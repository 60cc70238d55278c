//! Error types for trello-mcp
//!
//! This module defines the error hierarchy used throughout the application.
//! We use `thiserror` for library-style errors that are part of the API,
//! and convert to appropriate MCP error responses at the boundary.
//!
//! The access-control failure kinds are deliberately separate types so that
//! callers distinguish "board not in the allow-list" from "board could not be
//! resolved" from "card/list could not be fetched" without string matching.

pub mod mcp_mapper;

use std::fmt;
use thiserror::Error;

/// Top-level application error
#[derive(Error, Debug)]
pub enum AppError {
    #[error("Configuration error: {0}")]
    Config(#[from] ConfigError),

    #[error("Trello API error: {0}")]
    Trello(#[from] TrelloError),

    #[error("Access gate error: {0}")]
    Gate(#[from] GateError),

    #[error("Tool execution error: {0}")]
    Tool(#[from] ToolError),

    #[error("Transport error: {0}")]
    Transport(#[from] TransportError),
}

/// Configuration-related errors
#[derive(Error, Debug)]
pub enum ConfigError {
    #[error("Failed to load configuration: {0}")]
    Load(String),

    #[error("Invalid configuration: {message}")]
    Invalid { message: String },

    #[error("Missing required configuration: {field}")]
    Missing { field: String },

    #[error("IO error: {0}")]
    Io(#[from] std::io::Error),
}

/// Trello API specific errors
#[derive(Error, Debug)]
pub enum TrelloError {
    #[error("HTTP request failed: {0}")]
    Request(#[from] reqwest::Error),

    #[error("Trello API error (HTTP {status}): {message}")]
    Api { status: u16, message: String },

    #[error("Rate limited, retry after {retry_after} seconds")]
    RateLimited { retry_after: u64 },

    #[error("Resource not found: {resource}")]
    NotFound { resource: String },

    #[error("Unauthorized: invalid API key or token")]
    Unauthorized,

    #[error("Invalid response from Trello: {0}")]
    InvalidResponse(String),

    #[error("Request timeout after {timeout_secs} seconds")]
    Timeout { timeout_secs: u64 },
}

impl TrelloError {
    /// Create an appropriate error from an HTTP status code and response body
    pub fn from_response(status: u16, body: &str) -> Self {
        match status {
            401 => TrelloError::Unauthorized,
            404 => TrelloError::NotFound {
                resource: "requested resource".into(),
            },
            429 => TrelloError::RateLimited { retry_after: 10 },
            _ => TrelloError::Api {
                status,
                message: if body.is_empty() {
                    format!("HTTP {}", status)
                } else {
                    body.to_string()
                },
            },
        }
    }
}

/// Entity kinds that are scoped to a board
#[derive(Debug, Clone, Copy, PartialEq, Eq)]
pub enum EntityKind {
    Card,
    List,
}

impl EntityKind {
    pub const fn as_str(&self) -> &'static str {
        match self {
            EntityKind::Card => "card",
            EntityKind::List => "list",
        }
    }
}

impl fmt::Display for EntityKind {
    fn fmt(&self, f: &mut fmt::Formatter<'_>) -> fmt::Result {
        f.write_str(self.as_str())
    }
}

/// Access gate errors
///
/// The three variants propagate unchanged to the tool layer; none is ever
/// collapsed into another. A timed-out lookup surfaces as `BoardNotResolvable`
/// or `EntityLookup`, never as a silent permit.
#[derive(Error, Debug)]
pub enum GateError {
    /// The input identifier could not be resolved to a canonical board.
    /// Retryable by the caller; never cached.
    #[error("board '{board}' could not be resolved during '{operation}': {source}")]
    BoardNotResolvable {
        board: String,
        operation: String,
        #[source]
        source: TrelloError,
    },

    /// The canonical board resolved but is not in the allow-list.
    /// A policy decision, not a transient fault.
    #[error(transparent)]
    AccessDenied(#[from] AccessDeniedError),

    /// The card or list itself could not be fetched.
    #[error("failed to look up {kind} '{id}' during '{operation}': {source}")]
    EntityLookup {
        kind: EntityKind,
        id: String,
        operation: String,
        #[source]
        source: TrelloError,
    },
}

impl GateError {
    pub fn is_denial(&self) -> bool {
        matches!(self, GateError::AccessDenied(_))
    }
}

/// Denial of access to a board
#[derive(Error, Debug)]
#[error("access denied to board '{board}' for operation '{operation}' (allow-list '{policy_key}')")]
pub struct AccessDeniedError {
    /// Canonical board identifier that was rejected
    pub board: String,
    /// Operation label, annotated with entity context where applicable
    pub operation: String,
    /// Provenance key of the allow-list, for operator-facing messages
    pub policy_key: String,
}

impl AccessDeniedError {
    pub fn new(
        board: impl Into<String>,
        operation: impl Into<String>,
        policy_key: impl Into<String>,
    ) -> Self {
        Self {
            board: board.into(),
            operation: operation.into(),
            policy_key: policy_key.into(),
        }
    }
}

/// Tool execution errors
#[derive(Error, Debug)]
pub enum ToolError {
    #[error("Invalid arguments: {0}")]
    InvalidArguments(String),

    #[error("Trello API error: {0}")]
    Trello(#[from] TrelloError),

    #[error("Serialization error: {0}")]
    Serialization(#[from] serde_json::Error),

    #[error("Tool not found: {0}")]
    NotFound(String),

    #[error(transparent)]
    Gate(#[from] GateError),
}

/// Transport layer errors
#[derive(Error, Debug)]
pub enum TransportError {
    #[error("IO error: {0}")]
    Io(#[from] std::io::Error),

    #[error("JSON serialization error: {0}")]
    Json(#[from] serde_json::Error),

    #[error("Connection closed")]
    ConnectionClosed,

    #[error("HTTP server error: {0}")]
    Http(String),
}

/// Result type alias for the application
pub type Result<T> = std::result::Result<T, AppError>;

/// Result type alias for tool operations
pub type ToolResult<T> = std::result::Result<T, ToolError>;

/// Result type alias for Trello API operations
pub type TrelloResult<T> = std::result::Result<T, TrelloError>;

/// Result type alias for gate checks
pub type GateResult<T> = std::result::Result<T, GateError>;

#[cfg(test)]
mod tests {
    use super::*;

    #[test]
    fn test_trello_error_from_response() {
        assert!(matches!(
            TrelloError::from_response(401, ""),
            TrelloError::Unauthorized
        ));

        assert!(matches!(
            TrelloError::from_response(404, ""),
            TrelloError::NotFound { .. }
        ));

        assert!(matches!(
            TrelloError::from_response(429, ""),
            TrelloError::RateLimited { .. }
        ));

        let api_err = TrelloError::from_response(500, "Internal server error");
        assert!(matches!(api_err, TrelloError::Api { status: 500, .. }));
    }

    #[test]
    fn test_access_denied_message_carries_context() {
        let err =
            AccessDeniedError::new("B3", "move_card (card C1)", "access_control.allowed_boards");
        let msg = err.to_string();
        assert!(msg.contains("B3"));
        assert!(msg.contains("move_card (card C1)"));
        assert!(msg.contains("access_control.allowed_boards"));
    }

    #[test]
    fn test_gate_error_kinds_are_distinct() {
        let denied: GateError =
            AccessDeniedError::new("B3", "get_card", "access_control.allowed_boards").into();
        assert!(denied.is_denial());

        let lookup = GateError::EntityLookup {
            kind: EntityKind::Card,
            id: "C1".into(),
            operation: "get_card".into(),
            source: TrelloError::NotFound {
                resource: "card C1".into(),
            },
        };
        assert!(!lookup.is_denial());

        let unresolvable = GateError::BoardNotResolvable {
            board: "bogus".into(),
            operation: "get_board".into(),
            source: TrelloError::NotFound {
                resource: "board bogus".into(),
            },
        };
        assert!(!unresolvable.is_denial());
    }
}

▸ Assigned task:
What is the number of lines in the records that contain "RateLimited"? Give that number only.

▸ Response below:
3